The Global Anti-Corruption Consortium
Investigative journalists from the Organised Crime and Corruption Reporting Project and Transparency International are working together to ensure that the corruption uncovered in investigations are followed up, the corrupt are held to account and loop-holes in regulations that enable corruption are closed.
A series of investigations across Europe, published on 4 September and led by the Organised Crime and Corruption Reporting Project (OCCRP), has uncovered a network of illicit financial payments that used reputable banks and secret companies to funnel payments from a US$ 2.9 billion slush fund to buy political influence and launder Azerbaijan’s international image.
We want to put a stop to this. To do this we are focussing on the people, organisations and financial systems that allow this to happen. Senior politicians, businesses and the Council of Europe, the organisation whose very mandate is to monitor human rights, democracy and the rule of law in its 47 member states, are involved.

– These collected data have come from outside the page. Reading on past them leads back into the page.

//! Re-armable one-shot timer.
//!
//! A timer is a single task waiting on a deadline published through a
//! `watch` channel. Arming replaces any pending deadline, so at most one
//! expiry is outstanding and expiries never overlap: the callback always
//! runs on the timer task itself.
//!
//! ```text
//!  TimerHandle::arm_after ──watch──▶ TimerTask::run ──sleep_until──▶ on_expire()
//!  TimerHandle::cancel    ──watch──▶        │
//!  TimerHandle::stop      ──watch──▶      exits
//! ```

use std::sync::Arc;
use std::time::Duration;
use tokio::sync::watch;
use tokio::time::Instant;

#[derive(Debug, Clone, Copy, PartialEq, Eq)]
enum TimerState {
    Idle,
    Armed(Instant),
    Stopped,
}

/// Control side of a one-shot timer.
///
/// Cheap to clone; every clone drives the same timer.
#[derive(Debug, Clone)]
pub struct TimerHandle {
    state: Arc<watch::Sender<TimerState>>,
}

/// Task side of a one-shot timer, see [`TimerTask::run`].
#[derive(Debug)]
pub struct TimerTask {
    state: watch::Receiver<TimerState>,
}

/// Create a disarmed timer.
///
/// # Examples
///
/// ```
/// use std::sync::Arc;
/// use std::sync::atomic::{AtomicUsize, Ordering};
/// use std::time::Duration;
/// use wiegand_hardware::timer;
///
/// #[tokio::main(flavor = "current_thread", start_paused = true)]
/// async fn main() {
///     let fired = Arc::new(AtomicUsize::new(0));
///     let (handle, task) = timer::channel();
///
///     let counter = fired.clone();
///     let join = tokio::spawn(task.run(move || {
///         counter.fetch_add(1, Ordering::SeqCst);
///     }));
///
///     handle.arm_after(Duration::from_millis(100));
///     handle.arm_after(Duration::from_millis(100));
///     tokio::time::sleep(Duration::from_millis(250)).await;
///     assert_eq!(fired.load(Ordering::SeqCst), 1);
///
///     handle.stop();
///     join.await.unwrap();
/// }
/// ```
pub fn channel() -> (TimerHandle, TimerTask) {
    let (tx, rx) = watch::channel(TimerState::Idle);
    (
        TimerHandle {
            state: Arc::new(tx),
        },
        TimerTask { state: rx },
    )
}

impl TimerHandle {
    /// Arm the timer to fire once after `delay`, replacing any pending expiry.
    pub fn arm_after(&self, delay: Duration) {
        self.arm_at(Instant::now() + delay);
    }

    /// Arm the timer to fire once at `deadline`, replacing any pending expiry.
    pub fn arm_at(&self, deadline: Instant) {
        self.state.send_if_modified(|state| {
            if *state == TimerState::Stopped {
                return false;
            }
            *state = TimerState::Armed(deadline);
            true
        });
    }

    /// Cancel a pending expiry, if any.
    pub fn cancel(&self) {
        self.state.send_if_modified(|state| {
            if *state == TimerState::Stopped {
                return false;
            }
            *state = TimerState::Idle;
            true
        });
    }

    /// Stop the timer task for good. Later arms are ignored.
    pub fn stop(&self) {
        self.state.send_replace(TimerState::Stopped);
    }

    /// Check if [`stop`](Self::stop) has been called.
    pub fn is_stopped(&self) -> bool {
        *self.state.borrow() == TimerState::Stopped
    }
}

impl TimerTask {
    /// Run the timer until it is stopped or every handle is dropped.
    ///
    /// `on_expire` runs on this task, once per expiry. It may re-arm the
    /// timer through a handle.
    pub async fn run<F>(mut self, mut on_expire: F)
    where
        F: FnMut() + Send,
    {
        loop {
            let state = *self.state.borrow_and_update();
            match state {
                TimerState::Stopped => break,
                TimerState::Idle => {
                    if self.state.changed().await.is_err() {
                        break;
                    }
                }
                TimerState::Armed(deadline) => {
                    tokio::select! {
                        () = tokio::time::sleep_until(deadline) => {
                            match self.state.has_changed() {
                                // Re-armed or cancelled while the sleep completed
                                Ok(true) => continue,
                                Ok(false) => {}
                                Err(_) => break,
                            }
                            on_expire();
                            if self.state.changed().await.is_err() {
                                break;
                            }
                        }
                        changed = self.state.changed() => {
                            if changed.is_err() {
                                break;
                            }
                        }
                    }
                }
            }
        }
    }
}
//! Enum wrapper for GPIO controller dispatch.
//!
//! The reader is generic over [`GpioController`]; binaries that pick the
//! backend at runtime hold an [`AnyGpio`] instead, which dispatches to the
//! concrete controller without boxing.
//!
//! # Examples
//!
//! ```
//! use wiegand_hardware::devices::AnyGpio;
//! use wiegand_hardware::mock::MockGpio;
//! use wiegand_hardware::traits::GpioController;
//!
//! let (gpio, _handle) = MockGpio::new();
//! let gpio = AnyGpio::Mock(gpio);
//!
//! assert!(gpio.is_valid(18));
//! assert_eq!(gpio.backend(), "mock");
//! ```

use crate::Result;
use crate::mock::MockGpio;
use crate::traits::{EdgeHandler, GpioController};

/// Enum wrapper for GPIO controller dispatch.
#[derive(Debug)]
#[non_exhaustive]
pub enum AnyGpio {
    /// In-memory GPIO bank for development and testing.
    Mock(MockGpio),
}

impl AnyGpio {
    /// Short name of the backend, for logs.
    pub fn backend(&self) -> &'static str {
        match self {
            Self::Mock(_) => "mock",
        }
    }
}

impl GpioController for AnyGpio {
    fn is_valid(&self, pin: u32) -> bool {
        match self {
            Self::Mock(gpio) => gpio.is_valid(pin),
        }
    }

    fn request_input(&self, pin: u32) -> Result<()> {
        match self {
            Self::Mock(gpio) => gpio.request_input(pin),
        }
    }

    fn request_output(&self, pin: u32, initial: bool) -> Result<()> {
        match self {
            Self::Mock(gpio) => gpio.request_output(pin, initial),
        }
    }

    fn release(&self, pin: u32) {
        match self {
            Self::Mock(gpio) => gpio.release(pin),
        }
    }

    fn read_line(&self, pin: u32) -> bool {
        match self {
            Self::Mock(gpio) => gpio.read_line(pin),
        }
    }

    fn set_line(&self, pin: u32, high: bool) {
        match self {
            Self::Mock(gpio) => gpio.set_line(pin, high),
        }
    }

    fn on_falling_edge(&self, pin: u32, handler: EdgeHandler) -> Result<()> {
        match self {
            Self::Mock(gpio) => gpio.on_falling_edge(pin, handler),
        }
    }
}
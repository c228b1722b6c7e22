//! Mock GPIO controller for testing and development.
//!
//! This module provides an in-memory GPIO bank that can be driven
//! programmatically for testing without a Raspberry Pi or a reader attached.

use crate::{
    HardwareError, Result,
    traits::{EdgeHandler, GpioController},
};
use std::collections::HashMap;
use std::sync::atomic::{AtomicU64, Ordering};
use std::sync::{Arc, Mutex, MutexGuard, PoisonError};

/// Number of lines on the mock bank (BCM2837 GPIO count).
pub const MOCK_PIN_COUNT: u32 = 54;

#[derive(Debug, Clone, Copy, PartialEq, Eq)]
enum PinMode {
    Input,
    Output,
}

#[derive(Default)]
struct Claims {
    modes: HashMap<u32, PinMode>,
    handlers: HashMap<u32, EdgeHandler>,
    released: Vec<u32>,
}

struct MockGpioState {
    /// Stored line levels, one bit per pin. Idle lines are pulled high.
    levels: AtomicU64,

    /// Pins forced low regardless of what is driven.
    stuck_low: AtomicU64,

    /// Pins whose next request fails.
    failing: AtomicU64,

    claims: Mutex<Claims>,
}

impl MockGpioState {
    fn claims(&self) -> MutexGuard<'_, Claims> {
        self.claims.lock().unwrap_or_else(PoisonError::into_inner)
    }

    fn set_level(&self, pin: u32, high: bool) {
        let bit = pin_bit(pin);
        if high {
            self.levels.fetch_or(bit, Ordering::AcqRel);
        } else {
            self.levels.fetch_and(!bit, Ordering::AcqRel);
        }
    }

    fn level(&self, pin: u32) -> bool {
        let bit = pin_bit(pin);
        self.levels.load(Ordering::Acquire) & bit != 0
            && self.stuck_low.load(Ordering::Acquire) & bit == 0
    }

    fn request(&self, pin: u32, mode: PinMode) -> Result<()> {
        if pin >= MOCK_PIN_COUNT {
            return Err(HardwareError::resource_unavailable(format!(
                "GPIO {pin} does not exist"
            )));
        }
        if self.failing.fetch_and(!pin_bit(pin), Ordering::AcqRel) & pin_bit(pin) != 0 {
            return Err(HardwareError::resource_unavailable(format!(
                "GPIO {pin} request failed"
            )));
        }

        let mut claims = self.claims();
        if claims.modes.contains_key(&pin) {
            return Err(HardwareError::resource_unavailable(format!(
                "GPIO {pin} already claimed"
            )));
        }
        claims.modes.insert(pin, mode);
        Ok(())
    }

    fn handler(&self, pin: u32) -> Option<EdgeHandler> {
        self.claims().handlers.get(&pin).cloned()
    }
}

fn pin_bit(pin: u32) -> u64 {
    1u64.checked_shl(pin).unwrap_or(0)
}

/// Mock GPIO bank.
///
/// Inputs idle high, as Wiegand lines do with their pull-ups. Edges are
/// produced through a [`MockGpioHandle`], which invokes the registered
/// handler synchronously, just as an interrupt would.
///
/// # Examples
///
/// ```
/// use std::sync::Arc;
/// use std::sync::atomic::{AtomicUsize, Ordering};
/// use wiegand_hardware::mock::MockGpio;
/// use wiegand_hardware::traits::GpioController;
///
/// let (gpio, handle) = MockGpio::new();
/// let edges = Arc::new(AtomicUsize::new(0));
///
/// gpio.request_input(4).unwrap();
/// let counter = edges.clone();
/// gpio.on_falling_edge(4, Arc::new(move || {
///     counter.fetch_add(1, Ordering::SeqCst);
/// }))
/// .unwrap();
///
/// handle.pulse(4);
/// handle.pulse(4);
/// assert_eq!(edges.load(Ordering::SeqCst), 2);
/// ```
#[derive(Clone)]
pub struct MockGpio {
    state: Arc<MockGpioState>,
}

impl MockGpio {
    /// Create a new mock bank.
    ///
    /// Returns a tuple of (MockGpio, MockGpioHandle) where the handle drives
    /// edges and injects faults.
    pub fn new() -> (Self, MockGpioHandle) {
        let state = Arc::new(MockGpioState {
            levels: AtomicU64::new(u64::MAX),
            stuck_low: AtomicU64::new(0),
            failing: AtomicU64::new(0),
            claims: Mutex::new(Claims::default()),
        });

        let gpio = Self {
            state: state.clone(),
        };
        (gpio, MockGpioHandle { state })
    }
}

impl Default for MockGpio {
    fn default() -> Self {
        Self::new().0
    }
}

impl std::fmt::Debug for MockGpio {
    fn fmt(&self, f: &mut std::fmt::Formatter<'_>) -> std::fmt::Result {
        let claims = self.state.claims();
        f.debug_struct("MockGpio")
            .field("claimed", &claims.modes.len())
            .field("handlers", &claims.handlers.len())
            .finish()
    }
}

impl GpioController for MockGpio {
    fn is_valid(&self, pin: u32) -> bool {
        pin < MOCK_PIN_COUNT
    }

    fn request_input(&self, pin: u32) -> Result<()> {
        self.state.request(pin, PinMode::Input)?;
        self.state.set_level(pin, true);
        Ok(())
    }

    fn request_output(&self, pin: u32, initial: bool) -> Result<()> {
        self.state.request(pin, PinMode::Output)?;
        self.state.set_level(pin, initial);
        Ok(())
    }

    fn release(&self, pin: u32) {
        let mut claims = self.state.claims();
        if claims.modes.remove(&pin).is_some() {
            claims.handlers.remove(&pin);
            claims.released.push(pin);
        }
    }

    fn read_line(&self, pin: u32) -> bool {
        self.state.level(pin)
    }

    fn set_line(&self, pin: u32, high: bool) {
        self.state.set_level(pin, high);
    }

    fn on_falling_edge(&self, pin: u32, handler: EdgeHandler) -> Result<()> {
        let mut claims = self.state.claims();
        match claims.modes.get(&pin) {
            Some(PinMode::Input) => {
                claims.handlers.insert(pin, handler);
                Ok(())
            }
            _ => Err(HardwareError::resource_unavailable(format!(
                "GPIO {pin} is not an input"
            ))),
        }
    }
}

/// Handle for driving a mock GPIO bank.
///
/// It can be cloned and shared across tasks.
#[derive(Clone)]
pub struct MockGpioHandle {
    state: Arc<MockGpioState>,
}

impl MockGpioHandle {
    /// Pull `pin` low, fire its falling-edge handler, release it high.
    pub fn pulse(&self, pin: u32) {
        self.state.set_level(pin, false);
        if let Some(handler) = self.state.handler(pin) {
            handler();
        }
        self.state.set_level(pin, true);
    }

    /// Pull two lines low together and fire the handler of `first`.
    ///
    /// This is what a wiring fault or crosstalk looks like to the sampler.
    pub fn pulse_both(&self, first: u32, second: u32) {
        self.state.set_level(first, false);
        self.state.set_level(second, false);
        if let Some(handler) = self.state.handler(first) {
            handler();
        }
        self.state.set_level(first, true);
        self.state.set_level(second, true);
    }

    /// Current level of `pin` as seen by a reader of the line.
    pub fn level(&self, pin: u32) -> bool {
        self.state.level(pin)
    }

    /// Level last driven onto `pin`, ignoring any stuck fault.
    pub fn driven_level(&self, pin: u32) -> bool {
        self.state.levels.load(Ordering::Acquire) & pin_bit(pin) != 0
    }

    /// Force `pin` to read low whatever is driven onto it.
    pub fn hold_low(&self, pin: u32) {
        self.state.stuck_low.fetch_or(pin_bit(pin), Ordering::AcqRel);
    }

    /// Clear a fault set with [`hold_low`](Self::hold_low).
    pub fn release_hold(&self, pin: u32) {
        self.state
            .stuck_low
            .fetch_and(!pin_bit(pin), Ordering::AcqRel);
    }

    /// Make the next request for `pin` fail.
    pub fn fail_next_request(&self, pin: u32) {
        self.state.failing.fetch_or(pin_bit(pin), Ordering::AcqRel);
    }

    /// Check if `pin` is currently claimed.
    pub fn is_claimed(&self, pin: u32) -> bool {
        self.state.claims().modes.contains_key(&pin)
    }

    /// Check if a falling-edge handler is attached to `pin`.
    pub fn has_edge_handler(&self, pin: u32) -> bool {
        self.state.claims().handlers.contains_key(&pin)
    }

    /// Pins released so far, in release order.
    pub fn released_pins(&self) -> Vec<u32> {
        self.state.claims().released.clone()
    }
}

impl std::fmt::Debug for MockGpioHandle {
    fn fmt(&self, f: &mut std::fmt::Formatter<'_>) -> std::fmt::Result {
        f.debug_struct("MockGpioHandle").finish_non_exhaustive()
    }
}

#[cfg(test)]
mod tests {
    use super::*;
    use std::sync::atomic::AtomicUsize;

    #[test]
    fn test_request_and_release() {
        let (gpio, handle) = MockGpio::new();

        gpio.request_output(18, false).unwrap();
        gpio.request_input(4).unwrap();
        assert!(handle.is_claimed(18));
        assert!(!gpio.read_line(18));
        assert!(gpio.read_line(4));

        gpio.release(4);
        gpio.release(18);
        gpio.release(18);
        assert_eq!(handle.released_pins(), vec![4, 18]);
        assert!(!handle.is_claimed(18));
    }

    #[test]
    fn test_double_claim_rejected() {
        let (gpio, _handle) = MockGpio::new();
        gpio.request_input(4).unwrap();
        let result = gpio.request_output(4, true);
        assert!(matches!(result, Err(HardwareError::ResourceUnavailable { .. })));
    }

    #[test]
    fn test_invalid_pin() {
        let (gpio, _handle) = MockGpio::new();
        assert!(!gpio.is_valid(MOCK_PIN_COUNT));
        assert!(gpio.request_input(MOCK_PIN_COUNT).is_err());
        assert!(!gpio.read_line(200));
    }

    #[test]
    fn test_fail_next_request_is_one_shot() {
        let (gpio, handle) = MockGpio::new();
        handle.fail_next_request(26);
        assert!(gpio.request_input(26).is_err());
        assert!(gpio.request_input(26).is_ok());
    }

    #[test]
    fn test_edge_handler_requires_input() {
        let (gpio, _handle) = MockGpio::new();
        gpio.request_output(18, false).unwrap();
        assert!(gpio.on_falling_edge(18, Arc::new(|| {})).is_err());
        assert!(gpio.on_falling_edge(5, Arc::new(|| {})).is_err());
    }

    #[test]
    fn test_pulse_samples_low_level() {
        let (gpio, handle) = MockGpio::new();
        let gpio = Arc::new(gpio);
        gpio.request_input(4).unwrap();
        gpio.request_input(26).unwrap();

        let lows = Arc::new(AtomicUsize::new(0));
        let (observer, counter) = (gpio.clone(), lows.clone());
        gpio.on_falling_edge(
            4,
            Arc::new(move || {
                if !observer.read_line(4) && observer.read_line(26) {
                    counter.fetch_add(1, Ordering::SeqCst);
                }
            }),
        )
        .unwrap();

        handle.pulse(4);
        handle.pulse_both(4, 26);
        assert_eq!(lows.load(Ordering::SeqCst), 1);
        assert!(gpio.read_line(4));
        assert!(gpio.read_line(26));
    }

    #[test]
    fn test_stuck_low_overrides_driven_level() {
        let (gpio, handle) = MockGpio::new();
        gpio.request_output(18, false).unwrap();

        handle.hold_low(18);
        gpio.set_line(18, true);
        assert!(!gpio.read_line(18));
        assert!(handle.driven_level(18));

        handle.release_hold(18);
        assert!(gpio.read_line(18));
    }

    #[test]
    fn test_release_detaches_handler() {
        let (gpio, handle) = MockGpio::new();
        gpio.request_input(4).unwrap();
        gpio.on_falling_edge(4, Arc::new(|| {})).unwrap();
        assert!(handle.has_edge_handler(4));

        gpio.release(4);
        assert!(!handle.has_edge_handler(4));
    }
}
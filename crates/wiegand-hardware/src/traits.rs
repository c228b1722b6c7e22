//! GPIO controller trait.
//!
//! The reader needs three lines: one output driving the reader's power enable
//! and two inputs for DATA0 and DATA1. Edge handlers run in interrupt
//! context on real hardware, so they must be short and must never block.
//!
//! The trait is synchronous: every operation is a register access, and the
//! edge handler is invoked from the controller's own context rather than
//! awaited.

use crate::error::Result;
use std::sync::Arc;

/// Callback invoked on each falling edge of a watched line.
pub type EdgeHandler = Arc<dyn Fn() + Send + Sync>;

/// Access to a bank of GPIO lines.
///
/// # Examples
///
/// ```
/// use wiegand_hardware::mock::MockGpio;
/// use wiegand_hardware::traits::GpioController;
///
/// let (gpio, _handle) = MockGpio::new();
///
/// gpio.request_output(18, false).unwrap();
/// gpio.set_line(18, true);
/// assert!(gpio.read_line(18));
/// gpio.release(18);
/// ```
pub trait GpioController: Send + Sync {
    /// Check if `pin` exists on this controller.
    fn is_valid(&self, pin: u32) -> bool;

    /// Claim `pin` as an input.
    ///
    /// # Errors
    /// Returns `HardwareError::ResourceUnavailable` if the pin is invalid or
    /// already claimed.
    fn request_input(&self, pin: u32) -> Result<()>;

    /// Claim `pin` as an output driven to `initial`.
    ///
    /// # Errors
    /// Returns `HardwareError::ResourceUnavailable` if the pin is invalid or
    /// already claimed.
    fn request_output(&self, pin: u32, initial: bool) -> Result<()>;

    /// Release a claimed pin and any edge handler registered on it.
    fn release(&self, pin: u32);

    /// Current logic level of `pin`.
    fn read_line(&self, pin: u32) -> bool;

    /// Drive an output pin.
    fn set_line(&self, pin: u32, high: bool);

    /// Register `handler` for falling edges on an input pin.
    ///
    /// # Errors
    /// Returns `HardwareError::ResourceUnavailable` if the pin is not claimed
    /// as an input or the interrupt cannot be attached.
    fn on_falling_edge(&self, pin: u32, handler: EdgeHandler) -> Result<()>;
}
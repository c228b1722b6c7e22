//! Reader configuration.
//!
//! The configuration is read once at startup. Pin numbers and the keypad
//! transmission format default to the AY-D19M wiring on a Raspberry Pi with
//! an Iono Pi board; every value can be overridden from the environment.

use crate::{
    Result,
    constants::*,
    error::Error,
    types::TransmissionFormat,
};
use serde::{Deserialize, Serialize};
use std::str::FromStr;
use std::time::Duration;

/// Wiring, keypad mode and timing for one reader.
///
/// # Examples
///
/// ```
/// use wiegand_core::{ReaderConfig, TransmissionFormat};
///
/// let config = ReaderConfig::default()
///     .with_format(TransmissionFormat::Skw08Nc)
///     .with_data_pins(17, 27);
///
/// assert!(config.validate().is_ok());
/// assert_eq!(config.data0_pin, 17);
/// ```
#[derive(Debug, Clone, PartialEq, Eq, Serialize, Deserialize)]
#[serde(default)]
pub struct ReaderConfig {
    /// GPIO output driving the reader's power enable.
    pub power_pin: u32,

    /// GPIO input wired to Wiegand DATA0.
    pub data0_pin: u32,

    /// GPIO input wired to Wiegand DATA1.
    pub data1_pin: u32,

    /// Keypad transmission format programmed into the reader.
    pub format: TransmissionFormat,

    /// Silence after the last edge that closes a frame.
    pub frame_quiet_timeout: Duration,

    /// Delay between asserting power and reading it back.
    pub power_verify_interval: Duration,

    /// Re-assert attempts before giving up.
    pub power_retry_limit: u8,

    /// Idle time after giving up.
    pub power_cooldown: Duration,

    /// Unpowered time during a watchdog recycle.
    pub power_off_time: Duration,

    /// Longest time a powered reader may go without a frame.
    pub liveness_timeout: Duration,
}

impl Default for ReaderConfig {
    fn default() -> Self {
        Self {
            power_pin: DEFAULT_POWER_PIN,
            data0_pin: DEFAULT_DATA0_PIN,
            data1_pin: DEFAULT_DATA1_PIN,
            format: TransmissionFormat::default(),
            frame_quiet_timeout: Duration::from_millis(DEFAULT_FRAME_QUIET_TIMEOUT_MS),
            power_verify_interval: Duration::from_millis(DEFAULT_POWER_VERIFY_INTERVAL_MS),
            power_retry_limit: DEFAULT_POWER_RETRY_LIMIT,
            power_cooldown: Duration::from_secs(DEFAULT_POWER_COOLDOWN_SECS),
            power_off_time: Duration::from_millis(DEFAULT_POWER_OFF_TIME_MS),
            liveness_timeout: Duration::from_secs(DEFAULT_LIVENESS_TIMEOUT_SECS),
        }
    }
}

impl ReaderConfig {
    /// Create a configuration with the given keypad format and default wiring.
    pub fn new(format: TransmissionFormat) -> Self {
        Self {
            format,
            ..Default::default()
        }
    }

    /// Load the configuration from the environment on top of the defaults.
    ///
    /// Reads `WIEGAND_POWER_PIN`, `WIEGAND_D0_PIN`, `WIEGAND_D1_PIN` and
    /// `WIEGAND_FORMAT`. Unset variables keep their default.
    ///
    /// # Errors
    /// Returns `Error::InvalidConfigValue` if a variable is set but cannot be
    /// parsed, or any error from [`validate`](Self::validate).
    pub fn from_env() -> Result<Self> {
        Self::from_lookup(|key| std::env::var(key).ok())
    }

    /// Load the configuration through an arbitrary key lookup.
    ///
    /// This is the testable core of [`from_env`](Self::from_env).
    pub fn from_lookup<F>(lookup: F) -> Result<Self>
    where
        F: Fn(&str) -> Option<String>,
    {
        let mut config = Self::default();

        if let Some(pin) = parse_value(&lookup, ENV_POWER_PIN)? {
            config.power_pin = pin;
        }
        if let Some(pin) = parse_value(&lookup, ENV_DATA0_PIN)? {
            config.data0_pin = pin;
        }
        if let Some(pin) = parse_value(&lookup, ENV_DATA1_PIN)? {
            config.data1_pin = pin;
        }
        if let Some(format) = lookup(ENV_FORMAT) {
            config.format = format.parse().map_err(|_| Error::InvalidConfigValue {
                key: ENV_FORMAT.to_string(),
                value: format,
            })?;
        }

        config.validate()?;
        Ok(config)
    }

    /// Set the power-enable pin.
    pub fn with_power_pin(mut self, pin: u32) -> Self {
        self.power_pin = pin;
        self
    }

    /// Set the DATA0 and DATA1 pins.
    pub fn with_data_pins(mut self, data0: u32, data1: u32) -> Self {
        self.data0_pin = data0;
        self.data1_pin = data1;
        self
    }

    /// Set the keypad transmission format.
    pub fn with_format(mut self, format: TransmissionFormat) -> Self {
        self.format = format;
        self
    }

    /// Set the frame quiet timeout.
    pub fn with_frame_quiet_timeout(mut self, timeout: Duration) -> Self {
        self.frame_quiet_timeout = timeout;
        self
    }

    /// Set the frame-liveness watchdog period.
    pub fn with_liveness_timeout(mut self, timeout: Duration) -> Self {
        self.liveness_timeout = timeout;
        self
    }

    /// Validate the configuration.
    ///
    /// # Errors
    /// Returns `Error::Config` if:
    /// - Two roles share the same pin
    /// - The format is the card format (not a keypad mode)
    /// - A timing value is zero
    pub fn validate(&self) -> Result<()> {
        if self.power_pin == self.data0_pin
            || self.power_pin == self.data1_pin
            || self.data0_pin == self.data1_pin
        {
            return Err(Error::Config(format!(
                "GPIO pins must be distinct (power {}, D0 {}, D1 {})",
                self.power_pin, self.data0_pin, self.data1_pin
            )));
        }

        if self.format == TransmissionFormat::Wiegand26 {
            return Err(Error::Config(
                "WIEGAND26 is a card format, not a keypad transmission mode".to_string(),
            ));
        }

        let timings = [
            ("frame_quiet_timeout", self.frame_quiet_timeout),
            ("power_verify_interval", self.power_verify_interval),
            ("power_cooldown", self.power_cooldown),
            ("power_off_time", self.power_off_time),
            ("liveness_timeout", self.liveness_timeout),
        ];
        if let Some((name, _)) = timings.iter().find(|(_, value)| value.is_zero()) {
            return Err(Error::Config(format!("{name} must be greater than zero")));
        }

        Ok(())
    }
}

fn parse_value<F, T>(lookup: &F, key: &str) -> Result<Option<T>>
where
    F: Fn(&str) -> Option<String>,
    T: FromStr,
{
    match lookup(key) {
        None => Ok(None),
        Some(raw) => raw
            .trim()
            .parse()
            .map(Some)
            .map_err(|_| Error::InvalidConfigValue {
                key: key.to_string(),
                value: raw,
            }),
    }
}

It is now apparent that some members of the Council of Europe were paid to vote down a highly critical report on Azerbaijan’s human rights record and election process. In addition, the investigations show how money was funnelled through secret companies in the UK and the Estonian branch of Denmark’s Danske Bank from an Azeri slush fund.
This is not surprising. Danske Bank was at the centre of a previous OCCRP investigation called the Russian Laundromat. And Denmark recently received a very poor rating by the Financial Action Task Force for its anti-money laundering procedures.
Transparency International is asking people to sign and send a letter to political representatives from their countries at the Council of Europe calling for a full investigation into the allegations and for sanctions of any wrongdoing.
Transparency International and its chapters will use the evidence gathered so far to do the following:
- On 7 Sept 2017 Transparency International presented evidence to the special corruption investigative group at Parliamentary Assembly of the Council of Europe (PACE) asking for a full transparency investigation.
- In the US, Transparency International will provide a dossier relating to the investigation with the US authorities since the International Bank of Azerbaijan is based in the United States.
- Call on the authorities in the Czech Republic, Denmark and Germany to investigate the role of shell companies with secret ownership.
- Push for public registers of beneficial ownership in countries that don’t already have them.
- Call on the authorities to tighten and implement anti-money laundering procedures, particularly in Denmark.
- Call for full investigations into those receiving “dirty money” at the international, regional and national levels to determine whether there was corruption and conflicts of interest.